BEGIN Information provided

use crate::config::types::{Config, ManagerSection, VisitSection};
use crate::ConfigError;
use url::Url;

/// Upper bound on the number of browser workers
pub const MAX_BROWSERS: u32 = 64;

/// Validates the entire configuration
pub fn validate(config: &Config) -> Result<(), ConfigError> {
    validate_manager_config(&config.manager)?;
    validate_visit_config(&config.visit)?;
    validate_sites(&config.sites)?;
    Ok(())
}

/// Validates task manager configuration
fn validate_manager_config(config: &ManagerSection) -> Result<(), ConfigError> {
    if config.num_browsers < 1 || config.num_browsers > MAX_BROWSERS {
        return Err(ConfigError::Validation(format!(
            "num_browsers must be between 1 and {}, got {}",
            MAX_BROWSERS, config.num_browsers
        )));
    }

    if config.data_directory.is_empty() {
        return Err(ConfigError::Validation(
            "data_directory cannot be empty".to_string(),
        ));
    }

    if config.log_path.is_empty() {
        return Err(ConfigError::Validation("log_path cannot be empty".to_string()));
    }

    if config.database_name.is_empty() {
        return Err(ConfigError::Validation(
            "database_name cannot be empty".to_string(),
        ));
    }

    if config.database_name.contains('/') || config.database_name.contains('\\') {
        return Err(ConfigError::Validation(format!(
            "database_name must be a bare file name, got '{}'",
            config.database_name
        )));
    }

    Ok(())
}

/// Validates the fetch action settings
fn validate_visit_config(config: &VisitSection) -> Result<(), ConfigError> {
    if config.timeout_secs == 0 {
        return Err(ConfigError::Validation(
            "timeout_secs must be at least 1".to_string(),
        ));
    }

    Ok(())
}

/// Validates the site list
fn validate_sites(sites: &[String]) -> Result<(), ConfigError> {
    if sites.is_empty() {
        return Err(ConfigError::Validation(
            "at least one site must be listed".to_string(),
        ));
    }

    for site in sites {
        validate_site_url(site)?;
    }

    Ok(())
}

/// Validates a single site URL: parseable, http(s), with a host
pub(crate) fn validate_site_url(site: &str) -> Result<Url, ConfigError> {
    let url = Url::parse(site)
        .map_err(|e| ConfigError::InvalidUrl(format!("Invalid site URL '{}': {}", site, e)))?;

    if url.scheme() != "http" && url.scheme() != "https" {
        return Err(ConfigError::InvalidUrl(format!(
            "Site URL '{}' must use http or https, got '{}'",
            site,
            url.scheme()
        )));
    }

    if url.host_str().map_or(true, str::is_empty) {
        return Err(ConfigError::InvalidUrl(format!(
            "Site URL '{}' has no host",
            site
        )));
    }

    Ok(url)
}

END Information provided
BEGIN Information provided

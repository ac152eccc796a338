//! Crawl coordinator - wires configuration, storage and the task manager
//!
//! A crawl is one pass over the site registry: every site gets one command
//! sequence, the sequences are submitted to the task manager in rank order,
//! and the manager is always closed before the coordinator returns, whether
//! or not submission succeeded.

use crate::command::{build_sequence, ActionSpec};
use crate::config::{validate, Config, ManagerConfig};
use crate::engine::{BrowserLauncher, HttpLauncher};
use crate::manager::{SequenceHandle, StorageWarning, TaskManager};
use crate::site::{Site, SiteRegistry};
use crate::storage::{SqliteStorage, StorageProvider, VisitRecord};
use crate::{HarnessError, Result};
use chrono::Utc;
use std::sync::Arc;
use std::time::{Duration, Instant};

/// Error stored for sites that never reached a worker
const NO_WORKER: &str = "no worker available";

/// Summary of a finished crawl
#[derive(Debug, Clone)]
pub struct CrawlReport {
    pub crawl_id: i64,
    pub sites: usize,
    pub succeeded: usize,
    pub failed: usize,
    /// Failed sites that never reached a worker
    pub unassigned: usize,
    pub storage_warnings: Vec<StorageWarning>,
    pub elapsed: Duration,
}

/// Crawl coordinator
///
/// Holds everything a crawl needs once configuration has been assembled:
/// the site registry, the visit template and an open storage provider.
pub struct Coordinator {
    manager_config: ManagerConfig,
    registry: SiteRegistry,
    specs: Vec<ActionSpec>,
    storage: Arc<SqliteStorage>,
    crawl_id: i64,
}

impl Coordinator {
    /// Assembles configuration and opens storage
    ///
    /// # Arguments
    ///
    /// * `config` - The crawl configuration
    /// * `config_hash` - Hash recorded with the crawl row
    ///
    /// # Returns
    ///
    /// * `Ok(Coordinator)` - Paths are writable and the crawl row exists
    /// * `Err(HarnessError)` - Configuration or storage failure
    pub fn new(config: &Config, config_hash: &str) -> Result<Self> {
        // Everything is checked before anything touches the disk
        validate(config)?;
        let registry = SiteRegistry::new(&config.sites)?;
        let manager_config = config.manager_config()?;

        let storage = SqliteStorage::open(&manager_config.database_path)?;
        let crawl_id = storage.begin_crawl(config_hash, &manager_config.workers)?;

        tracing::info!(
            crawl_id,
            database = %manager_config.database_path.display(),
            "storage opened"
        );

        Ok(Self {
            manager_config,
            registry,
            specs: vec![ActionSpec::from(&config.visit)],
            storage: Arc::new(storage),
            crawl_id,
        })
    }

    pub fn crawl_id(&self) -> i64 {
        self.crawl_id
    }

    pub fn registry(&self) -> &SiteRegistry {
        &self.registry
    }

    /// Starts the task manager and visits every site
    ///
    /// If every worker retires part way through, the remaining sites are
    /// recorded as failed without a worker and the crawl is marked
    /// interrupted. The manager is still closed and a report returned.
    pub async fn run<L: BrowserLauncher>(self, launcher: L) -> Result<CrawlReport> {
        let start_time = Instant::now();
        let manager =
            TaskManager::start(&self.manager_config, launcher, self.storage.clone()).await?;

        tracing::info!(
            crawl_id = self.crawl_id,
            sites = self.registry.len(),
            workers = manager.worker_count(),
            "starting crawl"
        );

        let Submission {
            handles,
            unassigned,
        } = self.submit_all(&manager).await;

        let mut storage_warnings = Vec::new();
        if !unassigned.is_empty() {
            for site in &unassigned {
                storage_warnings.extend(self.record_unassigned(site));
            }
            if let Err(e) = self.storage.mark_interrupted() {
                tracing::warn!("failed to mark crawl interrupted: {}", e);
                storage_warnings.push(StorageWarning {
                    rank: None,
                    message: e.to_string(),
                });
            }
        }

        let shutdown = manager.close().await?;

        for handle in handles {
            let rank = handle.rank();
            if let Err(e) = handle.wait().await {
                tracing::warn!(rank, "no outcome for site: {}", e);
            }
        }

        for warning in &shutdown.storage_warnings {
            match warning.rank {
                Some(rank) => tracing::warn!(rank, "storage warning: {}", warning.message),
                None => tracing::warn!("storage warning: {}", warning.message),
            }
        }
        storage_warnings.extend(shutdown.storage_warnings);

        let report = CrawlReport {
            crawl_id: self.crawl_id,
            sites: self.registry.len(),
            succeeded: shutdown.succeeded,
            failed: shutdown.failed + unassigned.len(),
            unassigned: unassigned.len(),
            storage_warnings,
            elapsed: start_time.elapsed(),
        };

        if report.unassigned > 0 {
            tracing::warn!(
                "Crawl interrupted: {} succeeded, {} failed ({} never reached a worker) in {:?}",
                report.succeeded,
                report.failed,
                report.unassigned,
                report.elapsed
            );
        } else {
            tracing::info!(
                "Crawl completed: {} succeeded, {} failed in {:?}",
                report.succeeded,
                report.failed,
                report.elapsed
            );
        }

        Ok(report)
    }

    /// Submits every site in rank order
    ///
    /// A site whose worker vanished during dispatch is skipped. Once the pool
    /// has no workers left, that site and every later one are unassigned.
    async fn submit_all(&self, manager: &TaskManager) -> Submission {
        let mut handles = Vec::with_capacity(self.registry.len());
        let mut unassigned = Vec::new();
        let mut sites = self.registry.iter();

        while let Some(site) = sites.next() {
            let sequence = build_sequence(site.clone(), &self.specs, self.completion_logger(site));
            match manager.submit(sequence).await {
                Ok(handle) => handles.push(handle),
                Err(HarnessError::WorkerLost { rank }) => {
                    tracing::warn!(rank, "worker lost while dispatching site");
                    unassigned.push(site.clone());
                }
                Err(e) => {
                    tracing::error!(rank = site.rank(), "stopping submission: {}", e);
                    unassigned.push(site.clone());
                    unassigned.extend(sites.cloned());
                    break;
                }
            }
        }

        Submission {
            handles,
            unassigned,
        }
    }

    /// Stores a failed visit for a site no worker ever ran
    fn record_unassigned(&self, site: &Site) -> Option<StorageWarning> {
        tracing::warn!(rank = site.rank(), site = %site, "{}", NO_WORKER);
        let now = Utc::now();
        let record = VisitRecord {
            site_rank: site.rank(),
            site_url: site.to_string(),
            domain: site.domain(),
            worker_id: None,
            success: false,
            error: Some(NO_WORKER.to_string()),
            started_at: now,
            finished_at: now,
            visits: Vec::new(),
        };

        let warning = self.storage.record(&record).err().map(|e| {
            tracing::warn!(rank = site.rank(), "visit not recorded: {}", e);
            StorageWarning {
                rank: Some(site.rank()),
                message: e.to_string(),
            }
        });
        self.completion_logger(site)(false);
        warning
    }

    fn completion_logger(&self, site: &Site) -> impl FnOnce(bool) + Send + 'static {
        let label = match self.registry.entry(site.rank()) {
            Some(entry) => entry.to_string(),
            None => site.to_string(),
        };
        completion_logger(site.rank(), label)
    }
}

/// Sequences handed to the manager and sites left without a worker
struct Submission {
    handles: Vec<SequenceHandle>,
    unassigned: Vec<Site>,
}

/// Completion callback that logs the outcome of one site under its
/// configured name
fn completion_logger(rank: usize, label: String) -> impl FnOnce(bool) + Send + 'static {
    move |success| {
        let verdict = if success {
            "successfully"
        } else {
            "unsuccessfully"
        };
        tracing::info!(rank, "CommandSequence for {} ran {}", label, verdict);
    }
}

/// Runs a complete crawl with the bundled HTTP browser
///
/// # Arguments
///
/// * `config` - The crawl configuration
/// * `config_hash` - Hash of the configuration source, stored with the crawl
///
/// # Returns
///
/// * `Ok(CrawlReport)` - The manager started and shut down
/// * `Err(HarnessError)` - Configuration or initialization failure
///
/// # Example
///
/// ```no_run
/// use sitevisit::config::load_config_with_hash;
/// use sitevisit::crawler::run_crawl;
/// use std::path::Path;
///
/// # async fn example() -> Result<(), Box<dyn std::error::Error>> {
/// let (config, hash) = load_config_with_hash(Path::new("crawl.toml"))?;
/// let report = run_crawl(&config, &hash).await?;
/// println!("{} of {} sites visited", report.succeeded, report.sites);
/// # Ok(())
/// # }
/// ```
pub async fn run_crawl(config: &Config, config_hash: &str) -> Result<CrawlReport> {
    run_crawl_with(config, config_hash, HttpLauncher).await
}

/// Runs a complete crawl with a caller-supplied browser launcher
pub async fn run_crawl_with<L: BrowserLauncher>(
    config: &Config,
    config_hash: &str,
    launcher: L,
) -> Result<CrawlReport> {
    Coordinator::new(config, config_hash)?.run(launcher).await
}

END Information provided

**Task item**
Search the listing for "Send" and show every line where it occurs.

**Result of this exercise**
    fn completion_logger(&self, site: &Site) -> impl FnOnce(bool) + Send + 'static {
fn completion_logger(rank: usize, label: String) -> impl FnOnce(bool) + Send + 'static {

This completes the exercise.